┌─ Data section

//! Table query engine
//!
//! One pure transformation shared by every list view: substring search and
//! exact-match filters, a stable sort on a named field, and clamped
//! pagination with a bounded page-number window. Records come in through the
//! `TableRow` trait; nothing here does I/O or mutates its input.

use crate::model::field::TableRow;
use std::cmp::Ordering;

/// Number of page buttons shown around the current page.
pub const PAGE_WINDOW_WIDTH: usize = 5;

/// Page sizes offered by the page-size dialog.
pub const PAGE_SIZE_CHOICES: [usize; 4] = [15, 20, 50, 100];

#[derive(Debug, Clone, Copy, PartialEq, Eq, Default)]
pub enum SortDirection {
    #[default]
    Ascending,
    Descending,
}

impl SortDirection {
    pub fn flip(self) -> Self {
        match self {
            SortDirection::Ascending => SortDirection::Descending,
            SortDirection::Descending => SortDirection::Ascending,
        }
    }

    pub fn indicator(self) -> &'static str {
        match self {
            SortDirection::Ascending => "▲",
            SortDirection::Descending => "▼",
        }
    }
}

/// An exact-match predicate on one field (the status/priority/district
/// dropdowns). Independent of, and composed with, the substring search;
/// the two are deliberately not unified.
#[derive(Debug, Clone, PartialEq, Eq)]
pub struct FieldFilter {
    pub field: String,
    pub value: String,
}

impl FieldFilter {
    pub fn new(field: &str, value: &str) -> Self {
        Self {
            field: field.to_string(),
            value: value.to_string(),
        }
    }

    fn matches<T: TableRow>(&self, record: &T) -> bool {
        record
            .field(&self.field)
            .map(|v| v.to_string() == self.value)
            .unwrap_or(false)
    }
}

/// The ephemeral search/sort/page parameters a list view holds.
#[derive(Debug, Clone)]
pub struct QueryState {
    pub search: String,
    pub sort_key: Option<String>,
    pub sort_direction: SortDirection,
    pub page_size: usize,
    pub current_page: usize,
}

impl Default for QueryState {
    fn default() -> Self {
        Self::new(PAGE_SIZE_CHOICES[0])
    }
}

impl QueryState {
    pub fn new(page_size: usize) -> Self {
        Self {
            search: String::new(),
            sort_key: None,
            sort_direction: SortDirection::Ascending,
            page_size: page_size.max(1),
            current_page: 1,
        }
    }

    /// Sorting the key already in effect flips direction; a new key starts
    /// ascending.
    pub fn toggle_sort(&mut self, key: &str) {
        if self.sort_key.as_deref() == Some(key) {
            self.sort_direction = self.sort_direction.flip();
        } else {
            self.sort_key = Some(key.to_string());
            self.sort_direction = SortDirection::Ascending;
        }
    }

    /// Changing the page size returns to the first page.
    pub fn set_page_size(&mut self, size: usize) {
        if size > 0 {
            self.page_size = size;
            self.current_page = 1;
        }
    }

    /// Narrowing or widening the search returns to the first page.
    pub fn push_search(&mut self, c: char) {
        self.search.push(c);
        self.current_page = 1;
    }

    pub fn pop_search(&mut self) {
        self.search.pop();
        self.current_page = 1;
    }

    pub fn clear_search(&mut self) {
        self.search.clear();
        self.current_page = 1;
    }
}

/// One page of results plus the pagination summary.
#[derive(Debug)]
pub struct QueryOutput<'a, T> {
    pub page: Vec<&'a T>,
    pub total_items: usize,
    pub total_pages: usize,
    pub page_window: Vec<usize>,
    /// The page actually shown after clamping.
    pub current_page: usize,
}

/// Filter and sort without paginating. Used by `query` and by CSV export,
/// which wants the whole filtered set.
pub fn filter_sort<'a, T: TableRow>(
    records: &'a [T],
    state: &QueryState,
    search_fields: &[&str],
    filters: &[FieldFilter],
) -> Vec<&'a T> {
    let needle = state.search.to_lowercase();

    let mut rows: Vec<&T> = records
        .iter()
        .filter(|r| filters.iter().all(|f| f.matches(*r)))
        .filter(|r| {
            needle.is_empty()
                || search_fields
                    .iter()
                    .any(|key| r.display(key).to_lowercase().contains(&needle))
        })
        .collect();

    if let Some(ref key) = state.sort_key {
        // Stable sort; records missing the field (or fields of mismatched
        // kinds) compare equal and keep their relative order.
        rows.sort_by(|a, b| {
            let ord = match (a.field(key), b.field(key)) {
                (Some(va), Some(vb)) => va.compare(&vb).unwrap_or(Ordering::Equal),
                _ => Ordering::Equal,
            };
            match state.sort_direction {
                SortDirection::Ascending => ord,
                SortDirection::Descending => ord.reverse(),
            }
        });
    }

    rows
}

/// Run the full query: filter, sort, clamp the page, slice, and compute the
/// page-number window. Total over its input; never fails.
pub fn query<'a, T: TableRow>(
    records: &'a [T],
    state: &QueryState,
    search_fields: &[&str],
    filters: &[FieldFilter],
) -> QueryOutput<'a, T> {
    let rows = filter_sort(records, state, search_fields, filters);

    let page_size = state.page_size.max(1);
    let total_items = rows.len();
    let total_pages = (total_items.div_ceil(page_size)).max(1);
    let current_page = state.current_page.clamp(1, total_pages);

    let start = (current_page - 1) * page_size;
    let page: Vec<&T> = rows
        .into_iter()
        .skip(start)
        .take(page_size)
        .collect();

    QueryOutput {
        page,
        total_items,
        total_pages,
        page_window: page_window(current_page, total_pages),
        current_page,
    }
}

/// The bounded set of page numbers to display: width 5, centered on the
/// current page, shifted to stay full-width near the boundaries.
pub fn page_window(current_page: usize, total_pages: usize) -> Vec<usize> {
    let mut start = current_page
        .saturating_sub(PAGE_WINDOW_WIDTH / 2)
        .max(1);
    let end = (start + PAGE_WINDOW_WIDTH - 1).min(total_pages);
    if end + 1 - start < PAGE_WINDOW_WIDTH {
        start = end.saturating_sub(PAGE_WINDOW_WIDTH - 1).max(1);
    }
    (start..=end).collect()
}

#[cfg(test)]
mod tests {
    use super::*;
    use crate::model::field::FieldValue;

    struct Campaign {
        name: &'static str,
        sent: i64,
    }

    impl TableRow for Campaign {
        fn field(&self, key: &str) -> Option<FieldValue> {
            match key {
                "name" => Some(FieldValue::from(self.name)),
                "sent" => Some(FieldValue::Number(self.sent)),
                _ => None,
            }
        }
    }

    fn campaigns() -> Vec<Campaign> {
        vec![
            Campaign { name: "Summer Sale", sent: 120 },
            Campaign { name: "New Product", sent: 45 },
            Campaign { name: "Customer Feedback", sent: 450 },
        ]
    }

    fn numbered(n: usize) -> Vec<Campaign> {
        (0..n)
            .map(|i| Campaign { name: "row", sent: i as i64 })
            .collect()
    }

    #[test]
    fn test_substring_search_is_case_folded() {
        let records = campaigns();
        let mut state = QueryState::new(15);
        state.search = "sale".to_string();

        let out = query(&records, &state, &["name"], &[]);
        assert_eq!(out.total_items, 1);
        assert_eq!(out.page[0].name, "Summer Sale");
    }

    #[test]
    fn test_empty_search_matches_everything() {
        let records = campaigns();
        let out = query(&records, &QueryState::new(15), &["name"], &[]);
        assert_eq!(out.total_items, 3);
    }

    #[test]
    fn test_page_never_exceeds_page_size() {
        let records = numbered(32);
        let mut state = QueryState::new(15);
        for page in 1..=4 {
            state.current_page = page;
            let out = query(&records, &state, &["name"], &[]);
            assert!(out.page.len() <= 15);
        }
    }

    #[test]
    fn test_total_pages_and_page_clamping() {
        let records = numbered(32);
        let mut state = QueryState::new(15);
        state.current_page = 4;

        let out = query(&records, &state, &["name"], &[]);
        assert_eq!(out.total_pages, 3);
        assert_eq!(out.current_page, 3);
        assert_eq!(out.page.len(), 2);
    }

    #[test]
    fn test_zero_records_edge_case() {
        let records: Vec<Campaign> = Vec::new();
        let out = query(&records, &QueryState::new(15), &["name"], &[]);
        assert_eq!(out.total_pages, 1);
        assert!(out.page.is_empty());
        assert_eq!(out.page_window, vec![1]);
    }

    #[test]
    fn test_page_window_at_boundaries() {
        assert_eq!(page_window(1, 10), vec![1, 2, 3, 4, 5]);
        assert_eq!(page_window(10, 10), vec![6, 7, 8, 9, 10]);
        assert_eq!(page_window(5, 10), vec![3, 4, 5, 6, 7]);
        assert_eq!(page_window(2, 3), vec![1, 2, 3]);
        assert_eq!(page_window(1, 1), vec![1]);
    }

    #[test]
    fn test_sort_direction_is_an_involution() {
        let records = campaigns();
        let mut state = QueryState::new(15);
        state.toggle_sort("sent");
        let asc: Vec<i64> = query(&records, &state, &["name"], &[])
            .page
            .iter()
            .map(|c| c.sent)
            .collect();

        state.toggle_sort("sent");
        let desc: Vec<i64> = query(&records, &state, &["name"], &[])
            .page
            .iter()
            .map(|c| c.sent)
            .collect();

        let mut reversed = asc.clone();
        reversed.reverse();
        assert_eq!(asc, vec![45, 120, 450]);
        assert_eq!(desc, reversed);
    }

    #[test]
    fn test_toggle_sort_new_key_resets_to_ascending() {
        let mut state = QueryState::new(15);
        state.toggle_sort("name");
        state.toggle_sort("name");
        assert_eq!(state.sort_direction, SortDirection::Descending);

        state.toggle_sort("sent");
        assert_eq!(state.sort_key.as_deref(), Some("sent"));
        assert_eq!(state.sort_direction, SortDirection::Ascending);
    }

    #[test]
    fn test_absent_sort_key_keeps_input_order() {
        let records = campaigns();
        let mut state = QueryState::new(15);
        state.toggle_sort("no_such_field");

        let out = query(&records, &state, &["name"], &[]);
        let names: Vec<&str> = out.page.iter().map(|c| c.name).collect();
        assert_eq!(names, vec!["Summer Sale", "New Product", "Customer Feedback"]);
    }

    #[test]
    fn test_sort_is_stable_on_ties() {
        let records = vec![
            Campaign { name: "a", sent: 1 },
            Campaign { name: "b", sent: 1 },
            Campaign { name: "c", sent: 0 },
        ];
        let mut state = QueryState::new(15);
        state.toggle_sort("sent");

        let out = query(&records, &state, &["name"], &[]);
        let names: Vec<&str> = out.page.iter().map(|c| c.name).collect();
        assert_eq!(names, vec!["c", "a", "b"]);
    }

    #[test]
    fn test_filtering_is_idempotent_within_one_page() {
        let records = campaigns();
        let mut state = QueryState::new(15);
        state.search = "e".to_string();

        let first = query(&records, &state, &["name"], &[]);
        let narrowed: Vec<Campaign> = first
            .page
            .iter()
            .map(|c| Campaign { name: c.name, sent: c.sent })
            .collect();

        let second = query(&narrowed, &state, &["name"], &[]);
        let a: Vec<&str> = first.page.iter().map(|c| c.name).collect();
        let b: Vec<&str> = second.page.iter().map(|c| c.name).collect();
        assert_eq!(a, b);
    }

    #[test]
    fn test_exact_filter_composes_with_search() {
        let records = vec![
            Campaign { name: "Summer Sale", sent: 1 },
            Campaign { name: "Winter Sale", sent: 2 },
        ];
        let mut state = QueryState::new(15);
        state.search = "sale".to_string();
        let filters = vec![FieldFilter::new("name", "Winter Sale")];

        let out = query(&records, &state, &["name"], &filters);
        assert_eq!(out.total_items, 1);
        assert_eq!(out.page[0].name, "Winter Sale");
    }

    #[test]
    fn test_exact_filter_on_absent_field_matches_nothing() {
        let records = campaigns();
        let filters = vec![FieldFilter::new("status", "Open")];
        let out = query(&records, &QueryState::new(15), &["name"], &filters);
        assert_eq!(out.total_items, 0);
        assert_eq!(out.total_pages, 1);
    }

    #[test]
    fn test_page_size_change_resets_page() {
        let mut state = QueryState::new(15);
        state.current_page = 3;
        state.set_page_size(50);
        assert_eq!(state.current_page, 1);
        assert_eq!(state.page_size, 50);
    }

    #[test]
    fn test_search_edit_resets_page() {
        let mut state = QueryState::new(15);
        state.current_page = 2;
        state.push_search('x');
        assert_eq!(state.current_page, 1);

        state.current_page = 2;
        state.pop_search();
        assert_eq!(state.current_page, 1);
    }
}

└─

- **What you will do**
Check each line of the records above, and copy those that hold the word "PartialEq".

- **Problem solution**
#[derive(Debug, Clone, Copy, PartialEq, Eq, Default)]
#[derive(Debug, Clone, PartialEq, Eq)]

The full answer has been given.